Fourthly, I would begin introducing one new piece of music every six months, either a new hymn or perhaps a chanted Kyrie, while at the same time indiscreetly removing another piece of schlock from the line-up.

Lastly, I would invite anyone willing to form a special group that I would teach to sing the Communio at one Mass each Sunday while father distributed Holy Communion to the army of Eucharistic Ministers (I would still begin the hymn as soon as father began distributing Communion to the rest of the congregation). After a couple of years I might even teach them to sing the Introit as a prelude. I have found that if I don’t subtract anything from the parish’s normal routine, I can usually get away with adding one thing.

I realize what I propose seems like moving forward at a snail’s pace, but considering how long the average parishioner has been in the liturgical and musical desert, anything more would cause the musical equivalent of refeeding syndrome, and you might as well hand in your resignation. You will slowing turn your congregation from arsonic and cyanide, chips and soda, to meat and potatoes. Who knows, you might even serve them a lobster one day!

Musical Green Eggs and Ham

Do you ever wonder why some very good and holy Catholics, ones who will enjoy much higher places in heaven than I could ever hope to attain, seem to enjoy and pine for the Church’s greatest hits from the 70s and 80s? I remember staying up late one night in high school to watch Mother Teresa’s funeral. Considering the great gift Mother had been to the world, I had to wonder why her sisters chose something as dubious as Shepherd Me, O God to be sung at her funeral?

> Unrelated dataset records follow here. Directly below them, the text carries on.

//! Turning an ordered list of block instructions into a [`Document`].
//!
//! Instructions are processed strictly in order. Each block instruction copies the block's
//! template rows to the active sheet's cursor, substitutes `{{field}}` placeholders from the
//! instruction's data, relocates template formulas by the row delta and advances the cursor by
//! the block's row count. The [`NEW_SHEET`] sentinel starts a new output sheet instead.
//!
//! Rendering is all-or-nothing: the first error aborts and no document is returned.

mod output;
mod sheets;

use std::collections::BTreeMap;
use std::fmt;

use serde::Deserialize;
use thiserror::Error;
use zoo_report_model::{
    relocate_formula, rename_sheet_references, CellRef, CellValue, EXCEL_MAX_COLS, EXCEL_MAX_ROWS,
};

use crate::cell::{CellContent, OutputCell};
use crate::template::{BlockCatalog, BlockDefinition, CellTemplate};
use crate::tokens::{coerce_value, TokenSubstitution};

pub use output::{Document, OutputRow, OutputSheet};
pub use sheets::SheetManager;

/// Instruction name that starts a new output sheet.
pub const NEW_SHEET: &str = "NEW_SHEET";

/// Data key naming the sheet created by a [`NEW_SHEET`] instruction.
pub const SHEET_NAME_FIELD: &str = "SHEET_NAME";

pub type BoxError = Box<dyn std::error::Error + Send + Sync>;

/// Post-write hook run once its block has been written.
pub type BlockUpdateFn = Box<dyn FnOnce(&mut BlockContext<'_>) -> Result<(), BoxError> + Send>;

/// One step of a render: a block name (or [`NEW_SHEET`]), its data and an optional hook.
#[derive(Deserialize)]
pub struct RenderInstruction {
    block: String,
    #[serde(default)]
    data: BTreeMap<String, CellValue>,
    #[serde(skip)]
    apply_block_updates: Option<BlockUpdateFn>,
}

impl RenderInstruction {
    pub fn new(block: impl Into<String>) -> Self {
        Self {
            block: block.into(),
            data: BTreeMap::new(),
            apply_block_updates: None,
        }
    }

    /// A [`NEW_SHEET`] instruction requesting the given sheet name.
    pub fn new_sheet(name: impl Into<String>) -> Self {
        Self::new(NEW_SHEET).with(SHEET_NAME_FIELD, CellValue::text(name))
    }

    pub fn with(mut self, field: impl Into<String>, value: impl Into<CellValue>) -> Self {
        self.data.insert(field.into(), value.into());
        self
    }

    /// Run `f` after the block is written; it may read and overwrite any written cell.
    pub fn on_written<F>(mut self, f: F) -> Self
    where
        F: FnOnce(&mut BlockContext<'_>) -> Result<(), BoxError> + Send + 'static,
    {
        self.apply_block_updates = Some(Box::new(f));
        self
    }

    pub fn block(&self) -> &str {
        &self.block
    }

    pub fn data(&self) -> &BTreeMap<String, CellValue> {
        &self.data
    }

    pub fn is_new_sheet(&self) -> bool {
        self.block == NEW_SHEET
    }
}

impl fmt::Debug for RenderInstruction {
    fn fmt(&self, f: &mut fmt::Formatter<'_>) -> fmt::Result {
        f.debug_struct("RenderInstruction")
            .field("block", &self.block)
            .field("data", &self.data)
            .field("apply_block_updates", &self.apply_block_updates.is_some())
            .finish()
    }
}

/// What to do with a placeholder whose field is absent from the instruction data.
#[derive(Clone, Copy, Debug, Default, PartialEq, Eq, Deserialize)]
#[serde(rename_all = "snake_case")]
pub enum MissingFieldPolicy {
    /// Leave whole-cell placeholders empty and interpolate an empty string.
    #[default]
    Blank,
    /// Fail the render with [`RenderError::MissingField`].
    Error,
}

#[derive(Clone, Debug, PartialEq, Eq, Deserialize)]
#[serde(default)]
pub struct RenderOptions {
    /// First writable row (0-based) of every output sheet.
    pub first_row: u32,
    pub missing_field: MissingFieldPolicy,
    /// Stem for sheets whose requested name is empty after sanitizing.
    pub fallback_sheet_name: String,
}

impl Default for RenderOptions {
    fn default() -> Self {
        Self {
            first_row: 0,
            missing_field: MissingFieldPolicy::Blank,
            fallback_sheet_name: "Sheet".to_string(),
        }
    }
}

#[derive(Debug, Error)]
pub enum RenderError {
    #[error("unknown block: {0}")]
    UnknownBlock(String),
    #[error("block update for {block} failed: {source}")]
    BlockUpdate {
        block: String,
        #[source]
        source: BoxError,
    },
    #[error("cell {cell} is outside the written area (next free row is {block_last_row})")]
    WriteOutsideBlock { cell: String, block_last_row: u32 },
    #[error("block {block} would end past row {max_rows}", max_rows = EXCEL_MAX_ROWS)]
    RowLimitExceeded { block: String },
    #[error("cannot write non-finite number {0}")]
    NonFiniteNumber(f64),
    #[error("block {block} has no value for field {field:?}")]
    MissingField { block: String, field: String },
    #[error("invalid cell reference: {0}")]
    InvalidCellReference(String),
}

/// View of the active sheet handed to a block's update hook.
pub struct BlockContext<'a> {
    sheet: &'a mut OutputSheet,
    block: &'a str,
    start_row: u32,
    last_row: u32,
}

impl BlockContext<'_> {
    pub fn sheet_name(&self) -> &str {
        self.sheet.name()
    }

    pub fn block_name(&self) -> &str {
        self.block
    }

    /// First row (0-based) the block was written to.
    pub fn block_start_row(&self) -> u32 {
        self.start_row
    }

    /// Row just after the written block (0-based). Equal to the 1-based A1 row number of the
    /// block's last row.
    pub fn block_last_row(&self) -> u32 {
        self.last_row
    }

    pub fn cell(&self, cell: CellRef) -> Option<&CellContent> {
        self.sheet.content(cell)
    }

    pub fn cell_a1(&self, a1: &str) -> Result<Option<&CellContent>, RenderError> {
        Ok(self.cell(parse_a1(a1)?))
    }

    /// Overwrite a cell's value, keeping its style.
    pub fn set_value(
        &mut self,
        cell: CellRef,
        value: impl Into<CellValue>,
    ) -> Result<(), RenderError> {
        let content = coerce_value(&value.into())?;
        self.write(cell, content)
    }

    /// Install a formula verbatim (a leading `=` is dropped).
    pub fn set_formula(&mut self, cell: CellRef, formula: &str) -> Result<(), RenderError> {
        self.set_value(cell, CellValue::formula(formula))
    }

    pub fn set_value_a1(
        &mut self,
        a1: &str,
        value: impl Into<CellValue>,
    ) -> Result<(), RenderError> {
        self.set_value(parse_a1(a1)?, value)
    }

    pub fn set_formula_a1(&mut self, a1: &str, formula: &str) -> Result<(), RenderError> {
        self.set_formula(parse_a1(a1)?, formula)
    }

    fn write(&mut self, cell: CellRef, content: CellContent) -> Result<(), RenderError> {
        if cell.col >= EXCEL_MAX_COLS {
            return Err(RenderError::InvalidCellReference(cell.to_a1()));
        }
        if cell.row >= self.last_row {
            return Err(RenderError::WriteOutsideBlock {
                cell: cell.to_a1(),
                block_last_row: self.last_row,
            });
        }
        self.sheet.cell_mut(cell).content = content;
        Ok(())
    }
}

fn parse_a1(a1: &str) -> Result<CellRef, RenderError> {
    CellRef::from_a1(a1).map_err(|_| RenderError::InvalidCellReference(a1.to_string()))
}

/// Renders instruction lists against a [`BlockCatalog`].
#[derive(Clone, Debug, Default)]
pub struct RenderEngine {
    options: RenderOptions,
}

impl RenderEngine {
    pub fn new(options: RenderOptions) -> Self {
        Self { options }
    }

    pub fn options(&self) -> &RenderOptions {
        &self.options
    }

    pub fn render<I>(&self, catalog: &BlockCatalog, instructions: I) -> Result<Document, RenderError>
    where
        I: IntoIterator<Item = RenderInstruction>,
    {
        let mut session = RenderSession {
            catalog,
            options: &self.options,
            names: SheetManager::new(&self.options.fallback_sheet_name),
            sheets: Vec::new(),
        };

        let mut count = 0usize;
        for instruction in instructions {
            session.apply(instruction)?;
            count += 1;
        }
        if session.sheets.is_empty() {
            session.open_sheet(catalog.sheet_name());
        }

        log::debug!(
            "rendered {count} instruction(s) from {}/{} into {} sheet(s)",
            catalog.template_id(),
            catalog.sheet_name(),
            session.sheets.len()
        );

        Ok(Document {
            sheets: session.sheets,
            assets: catalog.assets().clone(),
        })
    }
}

/// Render with default options.
pub fn render<I>(catalog: &BlockCatalog, instructions: I) -> Result<Document, RenderError>
where
    I: IntoIterator<Item = RenderInstruction>,
{
    RenderEngine::default().render(catalog, instructions)
}

struct RenderSession<'a> {
    catalog: &'a BlockCatalog,
    options: &'a RenderOptions,
    names: SheetManager,
    sheets: Vec<OutputSheet>,
}

impl RenderSession<'_> {
    fn apply(&mut self, instruction: RenderInstruction) -> Result<(), RenderError> {
        let RenderInstruction {
            block: block_name,
            data,
            apply_block_updates,
        } = instruction;

        if block_name == NEW_SHEET {
            let requested = data
                .get(SHEET_NAME_FIELD)
                .map(ToString::to_string)
                .unwrap_or_default();
            self.open_sheet(&requested);
            if apply_block_updates.is_some() {
                log::debug!("ignoring block update attached to {NEW_SHEET}");
            }
            return Ok(());
        }

        let catalog = self.catalog;
        let block = catalog
            .block(&block_name)
            .ok_or_else(|| RenderError::UnknownBlock(block_name.clone()))?;
        if self.sheets.is_empty() {
            self.open_sheet(catalog.sheet_name());
        }
        let policy = self.options.missing_field;
        let Some(sheet) = self.sheets.last_mut() else {
            return Ok(());
        };

        let start = sheet.cursor;
        let end = u64::from(start) + u64::from(block.row_count());
        if end > u64::from(EXCEL_MAX_ROWS) {
            return Err(RenderError::RowLimitExceeded {
                block: block.name().to_string(),
            });
        }
        let end = end as u32;

        write_block(sheet, block, start, &data, policy)?;
        sheet.cursor = end;

        if let Some(update) = apply_block_updates {
            let mut ctx = BlockContext {
                sheet,
                block: block.name(),
                start_row: start,
                last_row: end,
            };
            update(&mut ctx).map_err(|source| match source.downcast::<RenderError>() {
                Ok(err) => *err,
                Err(source) => RenderError::BlockUpdate {
                    block: block.name().to_string(),
                    source,
                },
            })?;
        }
        Ok(())
    }

    fn open_sheet(&mut self, requested: &str) {
        let name = self.names.claim(requested);
        log::debug!("opening output sheet {name:?}");
        self.sheets
            .push(OutputSheet::new(name, self.options.first_row));
    }
}

fn write_block(
    sheet: &mut OutputSheet,
    block: &BlockDefinition,
    start: u32,
    data: &BTreeMap<String, CellValue>,
    policy: MissingFieldPolicy,
) -> Result<(), RenderError> {
    let delta = i64::from(start) - i64::from(block.first_row());
    let substitution = TokenSubstitution::new(block.name(), data, policy);
    // References to the template sheet follow the block onto a renamed output sheet.
    let renamed = (sheet.name() != block.owner_sheet()).then(|| sheet.name().to_string());

    for template_row in block.rows() {
        let row = sheet.rows.entry(start + template_row.offset).or_default();
        row.attrs = template_row.attrs.clone();
        for cell in &template_row.cells {
            let content = match &cell.template {
                CellTemplate::Static(CellContent::Formula { text, array_ref }) => {
                    let mut text = relocate_formula(text, delta, 0);
                    if let Some(to) = &renamed {
                        text = rename_sheet_references(&text, block.owner_sheet(), to);
                    }
                    CellContent::Formula {
                        text,
                        array_ref: array_ref.and_then(|range| range.offset_rows(delta)),
                    }
                }
                CellTemplate::Static(content) => content.clone(),
                CellTemplate::Placeholder(text) => substitution.apply(text)?,
            };
            row.cells
                .insert(cell.col, OutputCell::new(cell.style, content));
        }
    }

    sheet
        .merges
        .extend(block.merges().iter().filter_map(|merge| merge.offset_rows(delta)));
    Ok(())
}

I also think about my Grandma Schmidtberger and the music she chose for her funeral. She was a woman of incredible faith with an intellect to match. Christ was her life and daily prayer her food. She voraciously read First Things and Crisis and a number of other good Catholic periodicals. When she lay dying of cancer and the priest came to anoint her, she asked him if he would please give her the Apostolic Pardon, and when he said he hadn’t heard of it, she explained to him what it was. He expressed gratitude for having learned of it and readily gave it to her. Her funeral was held in her parish church of decades upon decades, St. Fidelis (pictured above), a church whose beauty is a testament to the faith of the farmers who literally built it. I served for the funeral, and as I carried the crucifix and lead the procession down the aisle, the choir director announced the “Opening Hymn,” none other than The Old Rugged Cross. As I thought of my grandmother’s legacy and looked at the saints and angels surrounding me, my heart sank. I don’t know if it was out of hurt or out of love (probably a bit of both), but I started humming to myself… Requiem aeternam, dona eis Domine

I firmly believe most Catholics love the music they do because it is what they know, which is why On Eagle’s Wings has become the de facto funeral Introit at every progressively leaning parish and why one can’t get away from On This Day O Beautiful Mother during the month of May in the more traditionally leaning parish. It is all very much like Dr. Seuss’s Green Eggs and Ham! We like what we know.

There are several ways we can reverse the trend. First, parents can add some of the Church’s musical patrimony to family prayers, perhaps singing the Lord’s Prayer or ending night prayers with the appropriate Marian antiphon. If parents have to hit the play button on a YouTube version of the Salve Regina so the family can sing along until everyone learns the music, so be it. Pastors, make sure the children in your school can sing the hymns for Benediction, the Marian antiphons (you could sing these as the recessional hymn at daily Mass) as well as a few chants and some good hymns. If you are the director of music for your parish, choose two good hymns to teach the congregation over the course of the next year and then fail to schedule two of your more questionable hymns. That is already four steps forward. Then, ask your pastor if he, as the father of your parish family, wouldn’t mind leading by example and singing the Preface. I would be thankful to encounter such a parish on vacation!